● **Problem requirements**: The lines you return must be all those in the data that hold the string "engine".

** Data to use follows **

use std::fmt;

use tracing::debug;

use super::adf::AdfEvaluation;
use super::adf::MacKinnonAdf;
use super::adf::ZeroMeanAdf;
use super::adf::evaluate_at_lag;
use super::common::CriticalValues;
use super::common::DeterministicTerm;
use super::common::LagSelection;
use super::gls::gls_detrend;
use super::lag_selection::LagChoice;
use super::lag_selection::select_lag;
use super::ols::LinearSolver;
use super::ols::Ols;
use super::validation::validate_series;
use crate::error::Result;

/// Configuration for the Elliott-Rothenberg-Stock DF-GLS test.
#[derive(Debug, Clone, Copy, PartialEq, Eq, Default)]
pub struct DfglsConfig {
  /// Deterministic component removed by GLS.
  pub trend: DeterministicTerm,
  /// Lag-order selection strategy for the ADF-on-detrended stage.
  pub lag_selection: LagSelection,
  /// Maximum lag. If `None`, the Schwert (1989) rule is used.
  pub max_lags: Option<usize>,
}

/// Result of the Elliott-Rothenberg-Stock DF-GLS test.
#[derive(Debug, Clone, Copy, PartialEq)]
pub struct DfglsResult {
  /// DF-GLS tau statistic.
  pub statistic: f64,
  /// MacKinnon approximate p-value.
  pub p_value: f64,
  /// Selected lag order.
  pub used_lags: usize,
  /// Number of observations used in the final regression.
  pub nobs: usize,
  /// Critical values at 1%, 5%, 10% levels.
  pub critical_values: CriticalValues,
  /// Best information criterion (or top-lag |t| for the t-stat search).
  pub icbest: Option<f64>,
}

impl DfglsResult {
  /// Whether the unit-root null is rejected at `alpha`.
  pub fn rejects_unit_root(&self, alpha: f64) -> bool {
    self.statistic < self.critical_values.value_at(alpha)
  }
}

impl fmt::Display for DfglsResult {
  fn fmt(&self, f: &mut fmt::Formatter<'_>) -> fmt::Result {
    writeln!(
      f,
      "dfgls-stat = {:.5}  pval = {:.5}  arlags = {}  nobs = {}",
      self.statistic, self.p_value, self.used_lags, self.nobs
    )?;
    write!(f, "  cvdict =")?;
    for (level, value) in self.critical_values.iter() {
      write!(f, " '{level}': {value:.5}")?;
    }
    if let Some(ic) = self.icbest {
      write!(f, "\n  icbest = {ic:.5}")?;
    }
    Ok(())
  }
}

/// Merges the selected lag and the tau evaluation into the final record.
pub fn assemble(choice: LagChoice, evaluation: AdfEvaluation) -> DfglsResult {
  DfglsResult {
    statistic: evaluation.statistic,
    p_value: evaluation.p_value,
    used_lags: choice.lag,
    nobs: evaluation.nobs,
    critical_values: evaluation.critical_values,
    icbest: choice.icbest,
  }
}

/// DF-GLS pipeline over pluggable regression and tau-test collaborators.
#[derive(Debug, Clone, Copy)]
pub struct DfglsTest<S = Ols, E = MacKinnonAdf<Ols>> {
  solver: S,
  engine: E,
}

impl DfglsTest {
  pub fn new() -> Self {
    Self {
      solver: Ols,
      engine: MacKinnonAdf::new(Ols),
    }
  }
}

impl Default for DfglsTest {
  fn default() -> Self {
    Self::new()
  }
}

impl<S, E> DfglsTest<S, E>
where
  S: LinearSolver + Sync,
  E: ZeroMeanAdf,
{
  pub fn with_collaborators(solver: S, engine: E) -> Self {
    Self { solver, engine }
  }

  pub fn run(&self, y: &[f64], cfg: DfglsConfig) -> Result<DfglsResult> {
    let input = validate_series(y, cfg.trend, cfg.max_lags)?;
    let detrended = gls_detrend(&self.solver, y, input.trend)?;
    let choice = select_lag(
      &self.solver,
      &detrended.series,
      input.max_lags,
      cfg.lag_selection,
    )?;
    let evaluation = evaluate_at_lag(&self.engine, &detrended.series, choice.lag)?;
    let result = assemble(choice, evaluation);

    debug!(
      trend = input.trend.code(),
      statistic = result.statistic,
      p_value = result.p_value,
      used_lags = result.used_lags,
      "dfgls test"
    );
    Ok(result)
  }
}

/// Elliott-Rothenberg-Stock DF-GLS test with the default OLS and MacKinnon collaborators.
pub fn ers_dfgls_test(y: &[f64], cfg: DfglsConfig) -> Result<DfglsResult> {
  DfglsTest::new().run(y, cfg)
}

/// String-keyed entry point: `regression` in `{"c", "ct"}`, `autolag` in
/// `{"AIC", "BIC", "t-stat"}` or `None` to use `maxlag` directly.
pub fn dfgls(
  y: &[f64],
  regression: &str,
  maxlag: Option<usize>,
  autolag: Option<&str>,
) -> Result<DfglsResult> {
  let trend = regression.parse::<DeterministicTerm>()?;
  let lag_selection = match autolag {
    Some(s) => s.parse::<LagSelection>()?,
    None => LagSelection::Fixed,
  };
  ers_dfgls_test(
    y,
    DfglsConfig {
      trend,
      lag_selection,
      max_lags: maxlag,
    },
  )
}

** End of Data to use **

● **Task answer**:
  engine: E,
      engine: MacKinnonAdf::new(Ols),
  pub fn with_collaborators(solver: S, engine: E) -> Self {
    Self { solver, engine }
    let evaluation = evaluate_at_lag(&self.engine, &detrended.series, choice.lag)?;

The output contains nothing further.